--Je le soupçonne fort d'avoir aidé à l'accomplissement des projets sataniques de John Harthing. Un boulet dirigé par Dieu est venu déloger Boisdon du pied de la muraille près de laquelle il s'était blotti, et du même endroit d'où j'ai vu s'élancer Marie-Louise et son ravisseur.
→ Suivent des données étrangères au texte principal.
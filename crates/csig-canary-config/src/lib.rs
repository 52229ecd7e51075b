// crates/csig-canary-config/src/lib.rs
// ============================================================================
// Module: Canary Config Library
// Description: Config model, loading, and validation for the canary.
// Purpose: Single source of truth for csig-canary.toml semantics.
// Dependencies: csig-canary-core, serde, toml, url
// ============================================================================

//! ## Overview
//! `csig-canary-config` defines the configuration model for the
//! content-signature canary. Loading is size- and path-limited, parsing is
//! strict (unknown keys fail), and validation fails closed. Driver-style
//! environment variables override the file after parsing and before
//! validation.

// ============================================================================
// SECTION: Modules
// ============================================================================

pub mod config;

// ============================================================================
// SECTION: Re-Exports
// ============================================================================

pub use config::*;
--Et c'est sur Boisdon qu'a tiré l'un des soldats de la patrouille avec laquelle vous reveniez de la basse ville? demanda le gouverneur.

--Oui, monsieur le comte.

--Cet homme est-il mort?

--Je ne sais pas; mais il est facile de s'en assurer, vu qu'il est encore dans la pièce voisine où j'ai eu soin de le faire transporter.
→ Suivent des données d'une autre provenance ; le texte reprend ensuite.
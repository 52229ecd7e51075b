// crates/csig-canary-core/src/core/settings.rs
// ============================================================================
// Module: Canary Settings Model
// Description: Preference keys and values written by environment switches.
// Purpose: Name the external configuration surface read by the verifier host.
// Dependencies: serde
// ============================================================================

//! ## Overview
//! Settings are external mutable configuration owned by the verifier host. The
//! canary only reads and writes them through [`crate::SettingsStore`], always
//! as whole batches of [`SettingChange`] values.

// ============================================================================
// SECTION: Imports
// ============================================================================

use serde::Deserialize;
use serde::Serialize;

// ============================================================================
// SECTION: Keys
// ============================================================================

/// Settings server base URL.
pub const SETTINGS_SERVER_KEY: &str = "services.settings.server";
/// Pinned content-signature root fingerprint.
pub const ROOT_HASH_KEY: &str = "security.content.signature.root_hash";
/// Push service (megaphone/autopush) URL.
pub const PUSH_SERVER_KEY: &str = "dom.push.serverURL";
/// Whether packaged dumps may be loaded.
pub const LOAD_DUMP_KEY: &str = "services.settings.load_dump";
/// Default (`main`) bucket name.
pub const DEFAULT_BUCKET_KEY: &str = "services.settings.default_bucket";
/// Blocklist bucket name.
pub const BLOCKLIST_BUCKET_KEY: &str = "services.blocklist.bucket";
/// Pinning bucket name.
pub const PINNING_BUCKET_KEY: &str = "services.blocklist.pinning.bucket";
/// Settings client log level.
pub const LOG_LEVEL_KEY: &str = "services.settings.loglevel";
/// `OneCRL` signer override, reported for diagnostics only.
pub const ONECRL_SIGNER_KEY: &str = "services.settings.security.onecrl.signer";
/// Whether addon signatures chain to the development root.
pub const ADDON_DEV_ROOT_KEY: &str = "xpinstall.signatures.dev-root";
/// Addon signature enforcement policy, reported for diagnostics only.
pub const ADDON_SIGNATURE_POLICY_KEY: &str = "security.signed_app_signatures.policy";

/// Keys reported by worker info for content-signature runs.
pub const CONTENT_SIGNATURE_INFO_KEYS: &[&str] = &[
    SETTINGS_SERVER_KEY,
    ROOT_HASH_KEY,
    ONECRL_SIGNER_KEY,
    DEFAULT_BUCKET_KEY,
    BLOCKLIST_BUCKET_KEY,
    PINNING_BUCKET_KEY,
    PUSH_SERVER_KEY,
];

/// Keys reported by worker info for addon runs.
pub const ADDON_INFO_KEYS: &[&str] = &[ADDON_DEV_ROOT_KEY, ADDON_SIGNATURE_POLICY_KEY];

// ============================================================================
// SECTION: Values
// ============================================================================

/// A preference value.
#[derive(Debug, Clone, PartialEq, Eq, Serialize, Deserialize)]
#[serde(untagged)]
pub enum SettingValue {
    /// String preference.
    Str(String),
    /// Boolean preference.
    Bool(bool),
}

/// One write in a settings batch; `value: None` clears the key.
#[derive(Debug, Clone, PartialEq, Eq)]
pub struct SettingChange {
    /// Preference key.
    pub key: &'static str,
    /// New value, or `None` to clear the user value.
    pub value: Option<SettingValue>,
}

impl SettingChange {
    /// Sets a string preference.
    #[must_use]
    pub fn set_str(key: &'static str, value: impl Into<String>) -> Self {
        Self {
            key,
            value: Some(SettingValue::Str(value.into())),
        }
    }

    /// Sets a boolean preference.
    #[must_use]
    pub const fn set_bool(key: &'static str, value: bool) -> Self {
        Self {
            key,
            value: Some(SettingValue::Bool(value)),
        }
    }

    /// Clears a preference.
    #[must_use]
    pub const fn clear(key: &'static str) -> Self {
        Self {
            key,
            value: None,
        }
    }
}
Un gémissement prolongé se fit entendre de la cuisine.

--Le voilà qui donne signe de vie, dit le comte à voix basse. Il faut essayer de le faire un peu parler. Tandis que je resterai dans l'ombre, interrogez-le, de manière à ce qu'il fasse des aveux.

Jean Boisdon gisait près de la porte d'entrée; une mare de sang fraîchement répandu et qui tachait le plancher auprès de son corps, témoignait de la gravité de sa blessure.

A peine Bienville et d'Orsy se furent-ils approchés du blessé, que ce dernier ouvrit des yeux grands de terreur, se souleva sur le coude et les regarda fixement. Se laissant ensuite retomber en arrière, tandis que ce mouvement lui arrachait un cri de douleur, il joignit les mains et s'écria:

--Pardon! messieurs, pardon! ne me tuez pas! ne me dénoncez pas et je vous avouerai tout!